Dáil debates
Tuesday, 14 October 2025
Cost of Disability: Motion [Private Members]
8:25 pm
Gary Gannon (Dublin Central, Social Democrats)
I acknowledge Sinn Féin for bringing forward the motion. Without question we will support it wholeheartedly. A cost-of-disability payment is long overdue. It is fair, it is practical and it recognises what the State has known for years, which is that living with a disability in Ireland carries a very real financial cost. Its omission from last year's budget was profoundly disappointing. The Government’s own Indecon report found that people with disabilities face extra costs of between €9,000 and €11,000 every single year. The ESRI confirmed the same pattern again this year. Households with a person with a disability are far more likely to live in poverty.
There is another cost I want to talk about. This cost is not seen in a budget or found in a balance sheet. It is the emotional cost of care; the anxiety for those who to provide care to a loved one. Last night I attended a meeting at the Ballybough handball alley alongside Deputy Sherlock. I am sure that for every one of us who has the privilege of doing the job we do a week probably does not go by without meeting a person or hearing a story that stops you in your tracks. Last night I was invited to the initiation of a campaign group called Before I Die. There I met more than two dozen parents. These were mothers and fathers who have spent their entire lives caring for their sons and daughters with intellectual disabilities. I was at the bottom of a row of seats. In front of me were about two dozen parents of all ages. Some were in their 80s and some were slightly younger. Some had gone through a divorce and others had lost a husband or wife. Each of them carried a picture of their now-adult child who they provide care for every day. They looked at us, as people they had elected to represent them, told their stories of the care they provide to their sons and daughters and then asked of us the simple question of what will happen to their adult children after they pass away. When any of us who hear those stories look into the whites of the eyes of the people who are asking us that question, we cannot help but wear it on our skin and make a commitment we will carry that story into the Chambers where we make the decisions that have impacted their lives. The question of what will happen after they die is at the heart of the campaign and is one no parent should have to ask. Among them were Tony and Susan, whose daughter Aoife is 42. She is bright, funny and full of life. Tony and Susan are in their seventies and have loved and cared for Aoife every day of her life, but what they asked me and what every parent in that room asked in their own way was what will happen to their children when they are gone.
More than 2,000 adults with intellectual disabilities are still living at home with their parents and 500 of those carers are already over 80. More than 1,200 people under the age of 65 are in nursing homes not because that is what they need, but because there is nowhere else for them to go. That is not a care system but a crisis disguised as normality. These families have held up Ireland’s disability services through sheer love and determination but they are exhausted. They live with the constant fear that when they can no longer lift, feed or comfort their child the State will not be there.

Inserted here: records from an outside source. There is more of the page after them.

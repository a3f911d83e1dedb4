//! # Persistence Sink
//!
//! Serializes accepted items, attaches merchant context and hands them to a
//! [`SinkBackend`], either one at a time or in batches of `buffer_size`.
//! Only [`PersistenceSink::shutdown`] sends a partial batch.
//!
//! With a `unique_key` the sink writes unbuffered and refuses a record whose
//! key value was already written in this run.

use async_trait::async_trait;
use chrono::Utc;
use serde::{Deserialize, Serialize};
use serde_json::{json, Value};
use std::collections::HashSet;
use std::sync::Arc;
use tracing::{debug, error, info, warn};

use crate::domain::item::{keys, Item};
use crate::domain::run_state::RunState;
use crate::domain::services::RemoteStore;
use crate::error::{ConfigError, RemoteError};

#[derive(Debug, Clone, Default, PartialEq, Eq, Serialize, Deserialize)]
#[serde(default)]
pub struct SinkConfig {
    pub collection: String,
    pub unique_key: Option<String>,
    pub buffer_size: Option<usize>,
    pub append_timestamp: bool,
}

impl SinkConfig {
    /// Buffering and unique-key enforcement cannot be combined.
    pub fn validate(&self) -> Result<(), ConfigError> {
        if let (Some(_), Some(unique_key)) = (self.buffer_size, &self.unique_key) {
            return Err(ConfigError::ConflictingSink {
                unique_key: unique_key.clone(),
            });
        }
        if self.buffer_size == Some(0) {
            return Err(ConfigError::invalid_value("sink.buffer_size", "must be at least 1"));
        }
        Ok(())
    }
}

/// Result of writing one batch.
#[derive(Debug, Clone, Copy, Default, PartialEq, Eq)]
pub struct WriteReceipt {
    pub written: u64,
    /// Records the store already knew from an earlier iteration.
    pub already_present: u64,
    pub failed: u64,
}

/// Where serialized items end up.
#[async_trait]
pub trait SinkBackend: Send + Sync {
    async fn write(&self, collection: &str, records: Vec<Value>) -> Result<WriteReceipt, RemoteError>;
}

/// Posts every record to the remote store's `add_crawled_product`.
pub struct RemoteStoreBackend {
    store: Arc<dyn RemoteStore>,
    merchant: String,
}

impl RemoteStoreBackend {
    pub fn new(store: Arc<dyn RemoteStore>, merchant: impl Into<String>) -> Self {
        Self {
            store,
            merchant: merchant.into(),
        }
    }
}

#[async_trait]
impl SinkBackend for RemoteStoreBackend {
    async fn write(&self, _collection: &str, records: Vec<Value>) -> Result<WriteReceipt, RemoteError> {
        let mut receipt = WriteReceipt::default();
        for record in &records {
            match self.store.add_crawled_product(&self.merchant, record).await {
                Ok(stored) => {
                    receipt.written += 1;
                    if stored.already_in_db {
                        receipt.already_present += 1;
                    }
                }
                Err(e) => {
                    warn!("Failed to store product {}: {e}", record[keys::REMOTE_ID]);
                    receipt.failed += 1;
                }
            }
        }
        Ok(receipt)
    }
}

pub struct PersistenceSink {
    config: SinkConfig,
    backend: Arc<dyn SinkBackend>,
    merchant_name: String,
    job_id: String,
    buffer: Vec<Value>,
    written_keys: HashSet<String>,
    batches_sent: u64,
}

impl PersistenceSink {
    pub fn new(
        config: SinkConfig,
        backend: Arc<dyn SinkBackend>,
        merchant_name: impl Into<String>,
        job_id: impl Into<String>,
    ) -> Result<Self, ConfigError> {
        config.validate()?;
        let capacity = config.buffer_size.unwrap_or(0);
        Ok(Self {
            config,
            backend,
            merchant_name: merchant_name.into(),
            job_id: job_id.into(),
            buffer: Vec::with_capacity(capacity),
            written_keys: HashSet::new(),
            batches_sent: 0,
        })
    }

    pub async fn submit(&mut self, item: Item, run: &mut RunState) {
        let record = self.serialize(item);
        if !self.claim_unique_key(&record) {
            run.record_error();
            return;
        }
        run.counters.scraped += 1;

        let Some(limit) = self.config.buffer_size else {
            self.send(vec![record], run).await;
            return;
        };

        self.buffer.push(record);
        if self.buffer.len() >= limit {
            let batch = std::mem::replace(&mut self.buffer, Vec::with_capacity(limit));
            self.send(batch, run).await;
        }
    }

    /// Flushes the remainder of the buffer, if any.
    pub async fn shutdown(&mut self, run: &mut RunState) {
        if self.buffer.is_empty() {
            return;
        }
        let batch = std::mem::take(&mut self.buffer);
        info!("Flushing {} buffered items on shutdown", batch.len());
        self.send(batch, run).await;
    }

    pub fn buffered(&self) -> usize {
        self.buffer.len()
    }

    pub fn batches_sent(&self) -> u64 {
        self.batches_sent
    }

    /// `false` when the record repeats a unique key value already written.
    /// Records without the key are always written.
    fn claim_unique_key(&mut self, record: &Value) -> bool {
        let Some(key) = &self.config.unique_key else {
            return true;
        };
        let value = match record.get(key) {
            None | Some(Value::Null) => return true,
            Some(Value::String(text)) => text.clone(),
            Some(other) => other.to_string(),
        };
        if self.written_keys.insert(value.clone()) {
            return true;
        }
        error!(
            "Duplicate {key} '{value}' refused by unique key on {}",
            self.config.collection
        );
        false
    }

    fn serialize(&self, item: Item) -> Value {
        let mut record = serde_json::to_value(item).unwrap_or_else(|_| json!({}));
        if let Value::Object(fields) = &mut record {
            fields.insert(keys::MERCHANT_NAME.into(), Value::String(self.merchant_name.clone()));
            fields.insert(keys::JOB_ID.into(), Value::String(self.job_id.clone()));
            if self.config.append_timestamp {
                fields.insert("ingest_meta".into(), json!({ "ts": Utc::now().to_rfc3339() }));
            }
        }
        record
    }

    async fn send(&mut self, batch: Vec<Value>, run: &mut RunState) {
        let size = batch.len();
        self.batches_sent += 1;
        match self.backend.write(&self.config.collection, batch).await {
            Ok(receipt) => {
                run.counters.survived += receipt.already_present;
                debug!(
                    "Stored {} item(s) in {} ({} already present)",
                    receipt.written, self.config.collection, receipt.already_present
                );
                if receipt.failed > 0 {
                    error!("{} of {size} item(s) could not be stored", receipt.failed);
                    run.record_error();
                }
            }
            Err(e) => {
                error!("Failed to store batch of {size} item(s): {e}");
                run.record_error();
            }
        }
    }
}

#[cfg(test)]
mod tests {
    use super::*;
    use crate::domain::site::SiteSchema;
    use crate::domain::value_objects::JobId;
    use crate::test_utils::RecordingBackend;

    fn run() -> RunState {
        let schema =
            SiteSchema::from_json_str(r#"{"merchant_name": "acme", "attributes": []}"#).unwrap();
        RunState::new(&schema, JobId::new("job-7"))
    }

    fn item(id: &str) -> Item {
        let mut item = Item::new();
        item.set("remote_id", id);
        item
    }

    fn buffered(size: usize) -> SinkConfig {
        SinkConfig {
            collection: "items".into(),
            buffer_size: Some(size),
            ..SinkConfig::default()
        }
    }

    #[tokio::test]
    async fn buffer_flushes_only_when_full_and_on_shutdown() {
        let backend = Arc::new(RecordingBackend::default());
        let mut sink = PersistenceSink::new(buffered(3), backend.clone(), "acme", "job-7").unwrap();
        let mut run = run();

        sink.submit(item("1"), &mut run).await;
        sink.submit(item("2"), &mut run).await;
        assert!(backend.batches().is_empty());

        sink.submit(item("3"), &mut run).await;
        assert_eq!(backend.batch_ids(), vec![vec!["1", "2", "3"]]);

        sink.submit(item("4"), &mut run).await;
        assert_eq!(sink.buffered(), 1);

        sink.shutdown(&mut run).await;
        assert_eq!(backend.batch_ids(), vec![vec!["1", "2", "3"], vec!["4"]]);
        assert_eq!(run.counters.scraped, 4);
    }

    #[tokio::test]
    async fn unbuffered_sink_attaches_merchant_context() {
        let backend = Arc::new(RecordingBackend::default());
        let config = SinkConfig {
            collection: "items".into(),
            append_timestamp: true,
            ..SinkConfig::default()
        };
        let mut sink = PersistenceSink::new(config, backend.clone(), "acme", "job-7").unwrap();
        let mut run = run();

        sink.submit(item("1"), &mut run).await;
        let batches = backend.batches();
        assert_eq!(batches.len(), 1);
        assert_eq!(batches[0][0]["merchant_name"], "acme");
        assert_eq!(batches[0][0]["job_id"], "job-7");
        assert!(batches[0][0]["ingest_meta"]["ts"].is_string());

        sink.shutdown(&mut run).await;
        assert_eq!(backend.batches().len(), 1);
    }

    #[tokio::test]
    async fn unique_key_refuses_repeated_values() {
        let backend = Arc::new(RecordingBackend::default());
        let config = SinkConfig {
            collection: "items".into(),
            unique_key: Some("url".into()),
            ..SinkConfig::default()
        };
        let mut sink = PersistenceSink::new(config, backend.clone(), "acme", "job-7").unwrap();
        let mut run = run();

        for (id, url) in [("1", "http://x.com/a"), ("2", "http://x.com/b"), ("3", "http://x.com/a")] {
            let mut record = item(id);
            record.set("url", url);
            sink.submit(record, &mut run).await;
        }
        // no key value, never refused
        sink.submit(item("4"), &mut run).await;
        sink.submit(item("5"), &mut run).await;

        assert_eq!(
            backend.batch_ids(),
            vec![vec!["1"], vec!["2"], vec!["4"], vec!["5"]]
        );
        assert_eq!(run.counters.scraped, 4);
        assert_eq!(run.counters.errors, 1);
    }

    #[test]
    fn buffering_with_unique_key_is_rejected() {
        let config = SinkConfig {
            unique_key: Some("remote_id".into()),
            ..buffered(10)
        };
        let backend = Arc::new(RecordingBackend::default());
        assert!(matches!(
            PersistenceSink::new(config, backend, "acme", "job"),
            Err(ConfigError::ConflictingSink { .. })
        ));
    }
}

The services that should support them are stretched to breaking point. St. Michael's House had five respite houses before the recession and now only has one. Providers are running on deficits. Staff are leaving. Supports arrive in emergencies but never as a right. The National Federation of Voluntary Service Providers has warned that families are in crisis and services are in survival mode. That is what I saw last night in Ballybough. I saw people who have given everything and are still living in fear not of their death but of what happens afterwards. We need a cost-of-disability payment and I would welcome it wholeheartedly, but if we stop there we will miss a deeper truth, which is that the cost of care is being paid every day in exhaustion, in anxiety and in the quiet panic of ageing parents who fear dying before their children are safe.
8 o’clock
Love should never be a substitute for the State. If the Government is serious about equality, the people I met last night asked for three things. First, they asked for the creation of a national residential care plan for adults with disabilities, that the Government publish clear targets and provide ring-fenced funding and that it close the shortfall of between 800 and 2,300 residential places within its lifetime. Second, they asked the Government to restore respite care to at least pre-recession levels. Families need time to rest and recover. Respite is never a luxury; it is what keeps everything else standing. The third ask is to fix the funding model for disability providers. There are 30,000 people working in this sector. They need stability to plan, hire and keep delivering care with dignity. This is not charity, it is the essence of what it means to be a citizen.
Last night in Ballybough, every parent told me the same thing: they do not want sympathy, they want certainty. They want to know their children will be safe, valued and loved when they are gone. We call ourselves a republic that cherishes all its children equally, but if we continue like this, leaving families to carry the emotional and financial burden of the State, then those words simply mean nothing. The cost-of-disability payment will ease some of the pressure but it must be the start of something bigger, a turning point where we finally build a country that plans ahead, that provides and that gives families peace of mind.
The name of the campaign is Before We Die. It is a plea, but it is also a challenge to build a republic that truly cares for people like Aoife, not after their parents are gone but while they are still here to see it. Those parents have already given everything. There is so much we can do for people with disabilities in this country. A minimum starting point would be to provide their parents with the certainty of knowing that their children will be cared for after they have gone. That is the essence of a republic. What else matters beyond that?